- _REQUIRED ACTION_:
Search the records below for "detach"; copy each line that has it.

Top of RECORDS TO PROCESS

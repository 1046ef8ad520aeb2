#![forbid(unsafe_code)]

use gymchat_domain::Destination;
use gymchat_protocol::Frame;
use serde::Serialize;

use crate::ChatError;

/// A client-originated event, serialized and ready to publish.
#[derive(Debug, Clone, PartialEq, Eq)]
pub struct OutboundMessage {
	pub destination: Destination,
	pub body: String,
}

impl OutboundMessage {
	/// Serialize `payload` as JSON for `destination`.
	pub fn encode<P: Serialize + ?Sized>(destination: Destination, payload: &P) -> Result<Self, ChatError> {
		let body = serde_json::to_string(payload).map_err(|e| ChatError::SendFailure(format!("serialize payload: {e}")))?;
		Ok(Self { destination, body })
	}

	pub fn to_frame(&self) -> Frame {
		Frame::send_json(self.destination.as_str(), self.body.clone())
	}
}

#[cfg(test)]
mod tests {
	use super::*;
	use gymchat_domain::{ConversationId, SendChatPayload};
	use gymchat_protocol::{Command, header};

	#[test]
	fn customer_payload_with_null_conversation() {
		let msg = OutboundMessage::encode(
			Destination::CustomerSend,
			&SendChatPayload {
				conversation_id: None,
				content: "Hello".to_string(),
			},
		)
		.unwrap();
		assert_eq!(msg.body, r#"{"conversationId":null,"content":"Hello"}"#);

		let frame = msg.to_frame();
		assert_eq!(frame.command, Command::Send);
		assert_eq!(frame.header(header::DESTINATION), Some("/app/chat.customer.send"));
		assert_eq!(frame.header(header::CONTENT_TYPE), Some("application/json"));
	}

	#[test]
	fn staff_payload_keeps_numeric_id() {
		let msg = OutboundMessage::encode(
			Destination::StaffSend,
			&SendChatPayload {
				conversation_id: Some(ConversationId::new("42").unwrap()),
				content: "On it".to_string(),
			},
		)
		.unwrap();
		assert_eq!(msg.body, r#"{"conversationId":42,"content":"On it"}"#);
		assert_eq!(msg.to_frame().header(header::DESTINATION), Some("/app/chat.staff.send"));
	}
}
#![forbid(unsafe_code)]

use gymchat_protocol::FramingError;

/// Errors surfaced by the chat client.
#[derive(Debug, Clone, PartialEq, Eq, thiserror::Error)]
pub enum ChatError {
	/// Connection establishment failed or the transport dropped.
	#[error("connection error: {0}")]
	Connection(String),

	/// The operation needs a live connection.
	#[error("not connected")]
	NotConnected,

	/// An inbound frame or payload could not be understood.
	#[error("protocol error: {0}")]
	Protocol(String),

	/// The transport refused an outbound frame.
	#[error("send failed: {0}")]
	SendFailure(String),

	/// REST collaborator failure.
	#[error("api error: {0}")]
	Api(String),
}

impl ChatError {
	/// True for errors that leave the transport unusable.
	pub fn is_connection_loss(&self) -> bool {
		matches!(self, ChatError::Connection(_))
	}
}

impl From<FramingError> for ChatError {
	fn from(e: FramingError) -> Self {
		ChatError::Protocol(e.to_string())
	}
}

impl From<serde_json::Error> for ChatError {
	fn from(e: serde_json::Error) -> Self {
		ChatError::Protocol(format!("invalid json payload: {e}"))
	}
}

impl From<anyhow::Error> for ChatError {
	fn from(e: anyhow::Error) -> Self {
		ChatError::Api(format!("{e:#}"))
	}
}
#![forbid(unsafe_code)]

use std::sync::Arc;

use gymchat_domain::{ChatMessage, ConfirmedMessage, ConversationId, Destination, SendChatPayload, SenderRole, Topic};
use parking_lot::Mutex;
use tokio::sync::watch;
use tracing::{debug, warn};

use crate::controller::ChatClient;
use crate::reconciler::{Admission, MessageReconciler};
use crate::rest::ChatApi;
use crate::subscriptions::SubscriptionHandle;
use crate::ChatError;

#[derive(Default)]
struct ViewState {
	conversation: Option<ConversationId>,
	subscription: Option<SubscriptionHandle>,
	reconciler: MessageReconciler,
	/// Bumped on every switch or detach; an attach whose generation is stale leaves the state alone.
	generation: u64,
	attaching: bool,
	history_loaded: bool,
}

impl ViewState {
	fn is_current(&self, generation: u64) -> bool {
		self.generation == generation
	}
}

struct ViewInner {
	state: Mutex<ViewState>,
	revision: watch::Sender<u64>,
}

impl ViewInner {
	fn bump(&self) {
		self.revision.send_modify(|r| *r = r.wrapping_add(1));
	}
}

/// Message list of the conversation currently on screen: live topic subscription, loaded history and the
/// optimistic echoes of outgoing messages.
#[derive(Clone)]
pub struct ConversationView {
	inner: Arc<ViewInner>,
}

impl Default for ConversationView {
	fn default() -> Self {
		Self::new()
	}
}

impl ConversationView {
	pub fn new() -> Self {
		let (revision, _) = watch::channel(0);
		Self {
			inner: Arc::new(ViewInner {
				state: Mutex::new(ViewState::default()),
				revision,
			}),
		}
	}

	pub fn conversation_id(&self) -> Option<ConversationId> {
		self.inner.state.lock().conversation.clone()
	}

	pub fn messages(&self) -> Vec<ChatMessage> {
		self.inner.state.lock().reconciler.messages().to_vec()
	}

	pub fn pending_count(&self) -> usize {
		self.inner.state.lock().reconciler.pending_count()
	}

	pub fn confirmed_count(&self) -> usize {
		self.inner.state.lock().reconciler.confirmed_count()
	}

	/// Ticks whenever the message list changes.
	pub fn changes(&self) -> watch::Receiver<u64> {
		self.inner.revision.subscribe()
	}

	/// Show `conversation_id`: subscribe to its topic, then load its history. Switching from another conversation
	/// drops that one's messages; pending echoes from before the conversation existed are kept. A call for the
	/// conversation that is already loaded or loading returns immediately. After a failed history load, calling
	/// again keeps the live subscription and retries the load.
	pub async fn attach(
		&self,
		client: &ChatClient,
		api: &dyn ChatApi,
		conversation_id: ConversationId,
	) -> Result<(), ChatError> {
		let (generation, previous, needs_subscription) = {
			let mut state = self.inner.state.lock();
			let same = state.conversation.as_ref() == Some(&conversation_id);
			if same && (state.attaching || state.history_loaded) {
				debug!(conversation = %conversation_id, "conversation already attached");
				return Ok(());
			}
			state.attaching = true;
			state.history_loaded = false;
			state.generation = state.generation.wrapping_add(1);
			let previous = if same {
				None
			} else {
				if state.conversation.is_some() {
					state.reconciler.clear();
				}
				state.conversation = Some(conversation_id.clone());
				state.subscription.take()
			};
			(state.generation, previous, state.subscription.is_none())
		};
		if let Some(handle) = previous {
			client.unsubscribe_handle(&handle).await;
		}
		self.inner.bump();

		if needs_subscription {
			let topic = Topic::conversation(&conversation_id);
			let inner = Arc::clone(&self.inner);
			let expected = conversation_id.clone();
			let subscribed = client
				.subscribe(topic, move |message: ConfirmedMessage| {
					let mut state = inner.state.lock();
					if state.conversation.as_ref() != Some(&expected) {
						return;
					}
					if state.reconciler.admit_confirmed(message) == Admission::Duplicate {
						debug!(conversation = %expected, "duplicate confirmation ignored");
					}
					drop(state);
					inner.bump();
				})
				.await;
			let handle = match subscribed {
				Ok(handle) => handle,
				Err(e) => {
					self.finish_attach(generation);
					return Err(e);
				}
			};

			let stale = {
				let mut state = self.inner.state.lock();
				if state.is_current(generation) {
					state.subscription = Some(handle);
					None
				} else {
					Some(handle)
				}
			};
			if let Some(handle) = stale {
				// Switched away while subscribing.
				client.unsubscribe_handle(&handle).await;
				return Ok(());
			}
		}

		let history = match api.fetch_messages(&conversation_id).await {
			Ok(history) => history,
			Err(e) => {
				warn!(conversation = %conversation_id, error = %e, "history load failed");
				self.finish_attach(generation);
				return Err(e);
			}
		};
		{
			let mut state = self.inner.state.lock();
			if !state.is_current(generation) {
				// Switched away while the history was loading.
				return Ok(());
			}
			debug!(conversation = %conversation_id, count = history.len(), "history loaded");
			state.reconciler.load_history(history);
			state.attaching = false;
			state.history_loaded = true;
		}
		self.inner.bump();
		Ok(())
	}

	fn finish_attach(&self, generation: u64) {
		let mut state = self.inner.state.lock();
		if state.is_current(generation) {
			state.attaching = false;
		}
	}

	/// Stop showing the current conversation.
	pub async fn detach(&self, client: &ChatClient) {
		let handle = {
			let mut state = self.inner.state.lock();
			state.conversation = None;
			state.generation = state.generation.wrapping_add(1);
			state.attaching = false;
			state.history_loaded = false;
			state.reconciler.clear();
			state.subscription.take()
		};
		if let Some(handle) = handle {
			client.unsubscribe_handle(&handle).await;
		}
		self.inner.bump();
	}

	/// Drop pending echoes, for when history already holds what they stood for.
	pub fn settle_pending(&self) {
		let dropped = self.inner.state.lock().reconciler.clear_pending();
		if dropped > 0 {
			self.inner.bump();
		}
	}

	/// Echo `content` immediately, then publish it. On failure the echo is rolled back and the error returned.
	pub async fn send(
		&self,
		client: &ChatClient,
		sender_role: SenderRole,
		destination: Destination,
		content: &str,
	) -> Result<ChatMessage, ChatError> {
		let content = content.trim();
		if content.is_empty() {
			return Err(ChatError::SendFailure("message is empty".to_string()));
		}

		let pending = {
			let mut state = self.inner.state.lock();
			let conversation_id = state.conversation.clone();
			state.reconciler.append_optimistic(conversation_id, content, sender_role)
		};
		self.inner.bump();

		let payload = SendChatPayload {
			conversation_id: pending.conversation_id.clone(),
			content: content.to_string(),
		};
		if let Err(e) = client.send(destination, &payload).await {
			warn!(destination = %destination, error = %e, "send failed; rolling back");
			if let Some(local_id) = pending.id.local_id() {
				self.inner.state.lock().reconciler.discard_optimistic(local_id);
			}
			self.inner.bump();
			return Err(e);
		}
		Ok(pending)
	}
}
#![forbid(unsafe_code)]

use std::time::Duration;

use gymchat_protocol::{DEFAULT_MAX_FRAME_SIZE, HeartBeat};
use gymchat_util::endpoint::BackendEndpoint;

use crate::ChatError;

/// Backend base URL override.
pub const API_BASE_URL_ENV: &str = "GYMCHAT_API_BASE_URL";

/// Bearer token used by the command-line client.
pub const AUTH_TOKEN_ENV: &str = "GYMCHAT_AUTH_TOKEN";

/// Local dev default.
pub const DEFAULT_API_BASE_URL: &str = "http://localhost:8080/api";

/// Client configuration.
#[derive(Debug, Clone)]
pub struct ClientConfig {
	/// REST base URL; the chat socket lives on the same host.
	pub api_base_url: String,

	/// Heart-beat offered in CONNECT (milliseconds each direction).
	pub heart_beat: HeartBeat,

	/// The connection is considered dead after `expected inbound interval * tolerance` of silence.
	pub heartbeat_tolerance: u32,

	/// Fixed delay before each automatic reconnect attempt.
	pub reconnect_delay: Duration,

	/// Automatic reconnect attempts after an unexpected drop. Zero disables reconnection.
	pub max_reconnect_attempts: u32,

	/// Timeout for transport connect + STOMP handshake.
	pub connect_timeout: Duration,

	/// Maximum inbound/outbound frame size.
	pub max_frame_bytes: usize,
}

impl Default for ClientConfig {
	fn default() -> Self {
		Self {
			api_base_url: DEFAULT_API_BASE_URL.to_string(),
			heart_beat: HeartBeat::new(4000, 4000),
			heartbeat_tolerance: 2,
			reconnect_delay: Duration::from_millis(5000),
			max_reconnect_attempts: 5,
			connect_timeout: Duration::from_secs(15),
			max_frame_bytes: DEFAULT_MAX_FRAME_SIZE,
		}
	}
}

impl ClientConfig {
	/// Defaults, with the base URL taken from `GYMCHAT_API_BASE_URL` when set.
	pub fn from_env() -> Result<Self, ChatError> {
		let mut cfg = Self::default();
		if let Ok(url) = std::env::var(API_BASE_URL_ENV)
			&& !url.trim().is_empty()
		{
			cfg.api_base_url = url.trim().to_string();
		}
		cfg.endpoint()?;
		Ok(cfg)
	}

	pub fn with_api_base_url(mut self, url: impl Into<String>) -> Self {
		self.api_base_url = url.into();
		self
	}

	/// Parsed backend endpoint.
	pub fn endpoint(&self) -> Result<BackendEndpoint, ChatError> {
		BackendEndpoint::parse(&self.api_base_url).map_err(ChatError::Connection)
	}
}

Bottom of RECORDS TO PROCESS

- _THE COMPLETED TASK_:
	/// Bumped on every switch or detach; an attach whose generation is stale leaves the state alone.
	pub async fn detach(&self, client: &ChatClient) {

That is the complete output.